Tak przynajmniej wynika z badania przeprowadzonego w tym roku w Stanach Zjednoczonych wśród tamtejszych mieszkańców (w wieku od 18 do 55 lat) przez renomowany międzynarodowy ośrodek demoskopijny YouGov oraz jeden z najstarszych amerykańskich domów wydawniczych Deseret News. Okazuje się, że zwolennicy prawicy są bardziej szczęśliwi niż zwolennicy lewicy, a wspomniana różnica jest o wiele większa w przypadku kobiet niż mężczyzn. Wśród lewicowych przedstawicielek płci pięknej tylko 15 proc. stwierdziło, że jest „całkowicie zadowolonych”, zaś kolejne 15 proc. – że jest „dość zadowolonych” ze swojego życia psychicznego. Wśród konserwatywnych kobiet te same wskaźniki wyniosły odpowiednio 31 i 36 proc. Jeśli chodzi o mężczyzn, to wśród stronników lewicy „całkowicie zadowolonych” ze swojego życia psychicznego było 19 proc., a „dość zadowolonych” – 21 proc., podczas gdy wśród konserwatystów było to odpowiednio 32 i 36 proc. Badanie wykazało, że zasadniczy wpływ na tę różnicę miały zwłaszcza dwa czynniki: konserwatyści statystycznie częściej o 20 proc. zawierali związki małżeńskie niż sympatycy lewicy i o 18 pkt proc. bardziej od nich zadowoleni byli ze swojego życia rodzinnego.

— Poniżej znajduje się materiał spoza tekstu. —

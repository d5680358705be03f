//! `storage` crate — queue, cache, and webhook pub/sub services over a
//! shared in-process key-value store.
//!
//! The engine and the built-in nodes only ever talk to [`DataStore`], a
//! facade that hands out the specialised services:
//!
//! - [`QueueStore`] — blocking FIFO lists (push / pop / length)
//! - [`CacheStore`] — keyed JSON values with optional TTL
//! - [`WebhookPubSub`] — named channels with one-shot blocking receive
//!
//! All values cross the store boundary as JSON, so payloads survive a
//! round-trip through a queue exactly as they would through an external
//! key-value server.

pub mod cache;
pub mod data_store;
pub mod error;
pub mod memory;
pub mod pubsub;
pub mod queue;

pub use cache::CacheStore;
pub use data_store::DataStore;
pub use error::StoreError;
pub use memory::SharedStore;
pub use pubsub::WebhookPubSub;
pub use queue::QueueStore;
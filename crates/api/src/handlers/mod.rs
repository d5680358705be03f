pub mod executions;
pub mod webhooks;
//! Webhook trigger endpoint for production workflows.

use axum::extract::{Path, State};
use axum::http::StatusCode;
use axum::Json;
use serde_json::{json, Value};
use tracing::info;

use crate::AppState;

/// POST /webhook/:webhook_id
///
/// Publishes the request body on the webhook channel. A webhook producer
/// blocked on `subscribe` for this id receives it; with no subscriber the
/// message is dropped (best-effort delivery).
pub async fn trigger(
    State(state): State<AppState>,
    Path(webhook_id): Path<String>,
    Json(body): Json<Value>,
) -> (StatusCode, Json<Value>) {
    match state.data_store.webhooks().publish(&webhook_id, &body) {
        Ok(delivered) => {
            info!(%webhook_id, delivered, "webhook published");
            (
                StatusCode::OK,
                Json(json!({ "success": true, "delivered": delivered })),
            )
        }
        Err(e) => (
            StatusCode::BAD_REQUEST,
            Json(json!({ "success": false, "error": e.to_string() })),
        ),
    }
}
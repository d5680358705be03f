//! `api` crate — HTTP boundary of the flow engine.
//!
//! Exposes:
//!   POST   /api/v1/execute                — run a workflow once (API mode)
//!   GET    /api/v1/executions/:workflow_id — read the execution-state snapshot
//!   POST   /webhook/:webhook_id            — publish to a webhook channel

pub mod handlers;

use axum::{
    routing::{get, post},
    Router,
};
use storage::DataStore;
use tower_http::cors::{Any, CorsLayer};
use tower_http::trace::TraceLayer;

#[derive(Clone)]
pub struct AppState {
    pub data_store: DataStore,
}

pub fn router(data_store: DataStore) -> Router {
    let state = AppState { data_store };

    let cors = CorsLayer::new()
        .allow_origin(Any)
        .allow_methods(Any)
        .allow_headers(Any);

    let api_router = Router::new()
        .route("/execute", post(handlers::executions::execute))
        .route(
            "/executions/:workflow_id",
            get(handlers::executions::execution_state),
        );

    Router::new()
        .nest("/api/v1", api_router)
        .route("/webhook/:webhook_id", post(handlers::webhooks::trigger))
        .layer(cors)
        .layer(TraceLayer::new_for_http())
        .with_state(state)
}

pub async fn serve(bind: &str, data_store: DataStore) -> Result<(), std::io::Error> {
    let app = router(data_store);
    let listener = tokio::net::TcpListener::bind(bind).await?;
    tracing::info!("server listening on {}", listener.local_addr()?);
    axum::serve(listener, app).await
}
pub struct FlowEngine {
    workflow_id: Option<String>,
    registry: NodeRegistry,
    data_store: DataStore,
    events: EventEmitter,
    runtime: SharedRuntime,
    executor: Arc<PoolExecutor>,
    sessions: NodeSessionStore,
    graph: Option<Arc<FlowGraph>>,
    runners: Vec<Arc<FlowRunner>>,
    tracker: Option<Arc<ExecutionStateTracker>>,
    snapshot_tx: Option<mpsc::UnboundedSender<()>>,
    snapshot_task: Option<JoinHandle<()>>,
    runner_aborts: Mutex<Vec<tokio::task::AbortHandle>>,
}
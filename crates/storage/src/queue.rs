//! Queue operations over the shared store's list primitive.

use std::time::Duration;

use serde_json::Value;
use tracing::debug;

use crate::error::StoreError;
use crate::memory::SharedStore;

/// FIFO queues keyed by logical queue name.
///
/// Values are JSON-serialized on push and deserialized on pop. Multiple
/// pushers and poppers may share a queue; each message is handed to
/// exactly one popper.
#[derive(Clone)]
pub struct QueueStore {
    store: SharedStore,
    prefix: String,
}

impl QueueStore {
    pub fn new(store: SharedStore, prefix: impl Into<String>) -> Self {
        Self {
            store,
            prefix: prefix.into(),
        }
    }

    fn queue_key(&self, queue_name: &str) -> String {
        format!("{}queue:{queue_name}", self.prefix)
    }

    /// Left-push a value onto the named queue.
    pub fn push(&self, queue_name: &str, value: &Value) -> Result<(), StoreError> {
        let queue_key = self.queue_key(queue_name);
        let serialized = serde_json::to_string(value)?;
        self.store.list_push_front(&queue_key, serialized);
        debug!(%queue_key, "pushed to queue");
        Ok(())
    }

    /// Blocking right-pop.
    ///
    /// `timeout` of `Some(0)` polls once, `Some(d)` waits up to `d`, and
    /// `None` blocks until a value arrives. Returns `Ok(None)` when the
    /// wait expired without a value.
    pub async fn pop(
        &self,
        queue_name: &str,
        timeout: Option<Duration>,
    ) -> Result<Option<Value>, StoreError> {
        let queue_key = self.queue_key(queue_name);
        match self.store.list_pop_back_blocking(&queue_key, timeout).await {
            Some(serialized) => {
                debug!(%queue_key, "popped from queue");
                Ok(Some(serde_json::from_str(&serialized)?))
            }
            None => Ok(None),
        }
    }

    pub fn length(&self, queue_name: &str) -> usize {
        self.store.list_len(&self.queue_key(queue_name))
    }
}
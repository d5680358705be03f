//! In-memory flow graph: nodes keyed by id, per-node branch map.
//!
//! A [`FlowNode`] holds the live node instance and a map from branch key
//! ("default", "yes", "no", "subdag") to the ids of its children; several
//! children may share a key (fan-out). The graph owns its nodes
//! exclusively — runners traverse by id and borrow the instances.

use std::collections::{BTreeMap, HashMap, HashSet, VecDeque};
use std::sync::Arc;

use nodes::{DataMap, WorkflowNode};
use tracing::debug;

use crate::error::EngineError;

/// Graph-level wrapper around a node instance.
pub struct FlowNode {
    pub id: String,
    pub instance: Arc<dyn WorkflowNode>,
    /// Branch key → child node ids, in edge insertion order per key.
    pub next: BTreeMap<String, Vec<String>>,
}

impl FlowNode {
    pub fn new(instance: Arc<dyn WorkflowNode>) -> Self {
        Self {
            id: instance.base().id().to_owned(),
            instance,
            next: BTreeMap::new(),
        }
    }

    fn add_next(&mut self, child_id: String, key: String) -> Result<(), EngineError> {
        let children = self.next.entry(key.clone()).or_default();
        if children.contains(&child_id) {
            return Err(EngineError::DuplicateEdge {
                from: self.id.clone(),
                to: child_id,
                key,
            });
        }
        children.push(child_id);
        Ok(())
    }

    /// Children on one branch key.
    pub fn children(&self, key: &str) -> &[String] {
        self.next.get(key).map(Vec::as_slice).unwrap_or(&[])
    }

    /// All children across every branch key.
    pub fn all_children(&self) -> Vec<&str> {
        self.next
            .values()
            .flatten()
            .map(String::as_str)
            .collect()
    }
}

/// The workflow DAG. Built once, immutable during execution.
#[derive(Default)]
pub struct FlowGraph {
    nodes: HashMap<String, FlowNode>,
    /// Node ids in insertion order, for deterministic iteration.
    order: Vec<String>,
    workflow_env: DataMap,
}

impl FlowGraph {
    pub fn new() -> Self {
        Self::default()
    }

    pub fn add_node(&mut self, instance: Arc<dyn WorkflowNode>) -> Result<(), EngineError> {
        let flow_node = FlowNode::new(instance);
        if self.nodes.contains_key(&flow_node.id) {
            return Err(EngineError::DuplicateNodeId(flow_node.id));
        }
        debug!(
            node_id = %flow_node.id,
            node_type = flow_node.instance.node_type(),
            kind = flow_node.instance.kind().as_str(),
            "flow node added to graph"
        );
        self.order.push(flow_node.id.clone());
        self.nodes.insert(flow_node.id.clone(), flow_node);
        Ok(())
    }

    /// Connect two existing nodes on a branch key.
    pub fn connect(&mut self, from_id: &str, to_id: &str, key: &str) -> Result<(), EngineError> {
        if !self.nodes.contains_key(from_id) {
            return Err(EngineError::UnknownNodeReference {
                node_id: from_id.to_owned(),
                side: "source",
            });
        }
        if !self.nodes.contains_key(to_id) {
            return Err(EngineError::UnknownNodeReference {
                node_id: to_id.to_owned(),
                side: "target",
            });
        }
        if from_id == to_id {
            return Err(EngineError::SelfReference(from_id.to_owned()));
        }

        let from = self
            .nodes
            .get_mut(from_id)
            .ok_or_else(|| EngineError::NodeNotFound(from_id.to_owned()))?;
        from.add_next(to_id.to_owned(), key.to_owned())?;
        debug!(from_id, to_id, key, "connected nodes");
        Ok(())
    }

    pub fn get(&self, node_id: &str) -> Option<&FlowNode> {
        self.nodes.get(node_id)
    }

    pub fn instance(&self, node_id: &str) -> Option<Arc<dyn WorkflowNode>> {
        self.nodes.get(node_id).map(|n| n.instance.clone())
    }

    /// Node ids in insertion order.
    pub fn node_ids(&self) -> impl Iterator<Item = &str> {
        self.order.iter().map(String::as_str)
    }

    pub fn len(&self) -> usize {
        self.nodes.len()
    }

    pub fn is_empty(&self) -> bool {
        self.nodes.is_empty()
    }

    /// Ids of nodes with an edge into `node_id`.
    pub fn upstream_ids(&self, node_id: &str) -> Vec<&str> {
        self.order
            .iter()
            .filter(|id| {
                self.nodes[*id]
                    .next
                    .values()
                    .any(|children| children.iter().any(|c| c == node_id))
            })
            .map(String::as_str)
            .collect()
    }

    /// Every node reachable from `start_id`, including the start itself.
    pub fn reachable_from(&self, start_id: &str) -> HashSet<String> {
        let mut visited = HashSet::new();
        let mut queue = VecDeque::new();
        if self.nodes.contains_key(start_id) {
            visited.insert(start_id.to_owned());
            queue.push_back(start_id.to_owned());
        }
        while let Some(id) = queue.pop_front() {
            for child in self.nodes[&id].all_children() {
                if visited.insert(child.to_owned()) {
                    queue.push_back(child.to_owned());
                }
            }
        }
        visited
    }

    pub fn set_env(&mut self, env: DataMap) {
        self.workflow_env = env;
    }

    pub fn env(&self) -> &DataMap {
        &self.workflow_env
    }
}
//! Engine-level error types.

use std::time::Duration;

use nodes::NodeError;
use thiserror::Error;

/// Errors produced by the workflow engine (build, validation, execution).
#[derive(Debug, Error)]
pub enum EngineError {
    // ------ Build errors ------

    /// Two or more nodes share the same ID.
    #[error("duplicate node ID: '{0}'")]
    DuplicateNodeId(String),

    /// An edge references a node ID that doesn't exist in the graph.
    #[error("edge references unknown node '{node_id}' ({side} side)")]
    UnknownNodeReference {
        node_id: String,
        side: &'static str,
    },

    /// An edge connects a node to itself.
    #[error("self-referential edge on node '{0}'")]
    SelfReference(String),

    /// The same (source, target, branch key) edge appeared twice.
    #[error("duplicate edge {from} -> {to} on branch '{key}'")]
    DuplicateEdge {
        from: String,
        to: String,
        key: String,
    },

    /// The graph is not acyclic.
    #[error("workflow graph contains a cycle")]
    CycleDetected,

    /// Node instantiation failed (unknown type or bad config).
    #[error("could not build node: {0}")]
    Build(#[from] NodeError),

    // ------ Validation errors ------

    /// One or more nodes failed their readiness check.
    #[error("workflow validation failed:\n{report}")]
    ValidationFailed { report: String },

    // ------ Execution errors ------

    /// Lookup of a graph node by id failed.
    #[error("node '{0}' not found in the graph")]
    NodeNotFound(String),

    #[error("no first node found in the workflow")]
    EmptyWorkflow,

    #[error("node '{0}' is not a producer")]
    NotAProducer(String),

    #[error("node '{0}' is not a loop node")]
    NotALoopNode(String),

    /// API runs must start from a producer that supports API mode.
    #[error("API workflows must start with an api-capable producer; found '{0}'")]
    InvalidApiStartNode(String),

    /// A node's lifecycle method failed at runtime.
    #[error("node '{node_id}' failed: {source}")]
    Node {
        node_id: String,
        #[source]
        source: NodeError,
    },

    /// The enclosing deadline of an API run expired.
    #[error("execution timed out after {0:?}")]
    Timeout(Duration),

    /// Iterate-and-stop was asked for an index outside the array.
    #[error("iteration index {index} out of range [0, {len})")]
    IterationOutOfRange { index: usize, len: usize },

    #[error("serialization error: {0}")]
    Json(#[from] serde_json::Error),

    #[error("storage error: {0}")]
    Store(#[from] storage::StoreError),
}
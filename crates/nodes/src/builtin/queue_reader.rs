//! Queue reader — producer popping payloads off a queue.

use std::sync::Arc;

use async_trait::async_trait;
use tracing::{debug, info};

use crate::error::NodeError;
use crate::payload::{ExecutionPool, NodeConfig, NodeOutput, WorkflowKind};
use crate::traits::{NodeBase, NodeKind, QueueRole, WorkflowNode};

pub const IDENTIFIER: &str = "queue-reader";

/// Producer that blocks on `config.queue_name` until a payload arrives.
/// A popped sentinel propagates as-is, terminating this runner's loop.
pub struct QueueReaderNode {
    base: NodeBase,
    store: storage::DataStore,
}

pub fn create(config: NodeConfig) -> Result<Arc<dyn WorkflowNode>, NodeError> {
    Ok(Arc::new(QueueReaderNode {
        base: NodeBase::new(config),
        store: storage::DataStore::shared(),
    }))
}

impl QueueReaderNode {
    fn queue_name(&self) -> Result<String, NodeError> {
        self.base
            .config_str("queue_name")
            .filter(|name| !name.is_empty() && name != "default")
            .ok_or(NodeError::MissingField { field: "queue_name" })
    }
}

#[async_trait]
impl WorkflowNode for QueueReaderNode {
    fn base(&self) -> &NodeBase {
        &self.base
    }

    fn node_type(&self) -> &'static str {
        IDENTIFIER
    }

    fn kind(&self) -> NodeKind {
        NodeKind::Producer
    }

    fn execution_pool(&self) -> ExecutionPool {
        ExecutionPool::Async
    }

    fn queue_role(&self) -> Option<QueueRole> {
        Some(QueueRole::Reader)
    }

    fn supported_workflow_types(&self) -> &'static [WorkflowKind] {
        &[WorkflowKind::Production]
    }

    fn is_ready(&self) -> Result<(), Vec<String>> {
        match self.queue_name() {
            Ok(_) => Ok(()),
            Err(_) => Err(vec![
                "queue_name is not assigned; connect a queue writer to this reader".to_owned(),
            ]),
        }
    }

    async fn execute(&self, _input: NodeOutput) -> Result<NodeOutput, NodeError> {
        let queue_name = self.queue_name()?;
        debug!(node_id = self.base.id(), %queue_name, "waiting on queue");

        // Blocks until a value is pushed.
        let value = self
            .store
            .queue()
            .pop(&queue_name, None)
            .await?
            .ok_or_else(|| NodeError::Failed(format!("queue '{queue_name}' yielded no value")))?;

        let payload: NodeOutput = serde_json::from_value(value)?;
        if payload.is_execution_completed() {
            info!(node_id = self.base.id(), %queue_name, "received sentinel from queue");
        } else {
            debug!(node_id = self.base.id(), %queue_name, "popped payload from queue");
        }
        Ok(payload)
    }
}

#[cfg(test)]
mod tests {
    use super::super::queue_writer;
    use super::*;
    use crate::payload::NodeConfig;
    use serde_json::json;

    fn with_queue(id: &str, node_type: &str, queue: &str) -> NodeConfig {
        let mut config = NodeConfig::new(id, node_type);
        config.data.config = json!({ "queue_name": queue })
            .as_object()
            .cloned()
            .unwrap();
        config
    }

    #[tokio::test]
    async fn writer_push_is_observed_by_reader_pop() {
        let writer =
            queue_writer::create(with_queue("w1", queue_writer::IDENTIFIER, "queue_pair_test"))
                .unwrap();
        let reader = create(with_queue("r1", IDENTIFIER, "queue_pair_test")).unwrap();

        let mut payload = NodeOutput::empty();
        payload.data.insert("k".into(), json!("v"));
        writer.execute(payload.clone()).await.unwrap();

        let popped = reader.execute(NodeOutput::empty()).await.unwrap();
        assert_eq!(popped.id, payload.id);
        assert_eq!(popped.data["k"], "v");
    }

    #[tokio::test]
    async fn writer_cleanup_forwards_sentinel() {
        let writer = queue_writer::create(with_queue(
            "w2",
            queue_writer::IDENTIFIER,
            "queue_sentinel_test",
        ))
        .unwrap();
        let reader = create(with_queue("r2", IDENTIFIER, "queue_sentinel_test")).unwrap();

        writer.cleanup(None).await.unwrap();
        let popped = reader.execute(NodeOutput::empty()).await.unwrap();
        assert!(popped.is_execution_completed());
    }

    #[test]
    fn unassigned_queue_name_fails_readiness() {
        let reader = create(NodeConfig::new("r3", IDENTIFIER)).unwrap();
        assert!(reader.is_ready().is_err());
    }
}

I znów owa różnica była większa w przypadku kobiet niż mężczyzn. „Dość zadowolonych” z życia rodzinnego okazało się 61 proc. konserwatystek i tylko 36 proc. pań o poglądach liberalnych (u mężczyzn był to stosunek 49 do 38 proc.). Przywołane rezultaty zadają kłam rozpowszechnionym w społeczeństwie stereotypom, jakoby szczęście osobiste można było najpewniej osiągnąć bez małżeństwa i rodziny. Okazuje się jednak, że postawienie na niezależność, samorealizację oraz karierę zawodową wcale szczęścia nie przynosi. Wręcz przeciwnie, dobre zdrowie psychiczne i osobiste szczęście w większym stopniu związane są z udanym małżeństwem i posiadaniem dobrze funkcjonującej rodziny. Wspomniane wyniki pokazują, że zadaniem państwa, które chce dbać o dobrostan swoich obywateli, powinno być wspieranie małżeństw oraz rodzin. Z kolei wyzwaniem stojącym przed konserwatystami jest spowodowanie, by prawda o związku łączącym szczęście osobiste z życiem rodzinnym przedostała się do kultury masowej i świadomości społecznej.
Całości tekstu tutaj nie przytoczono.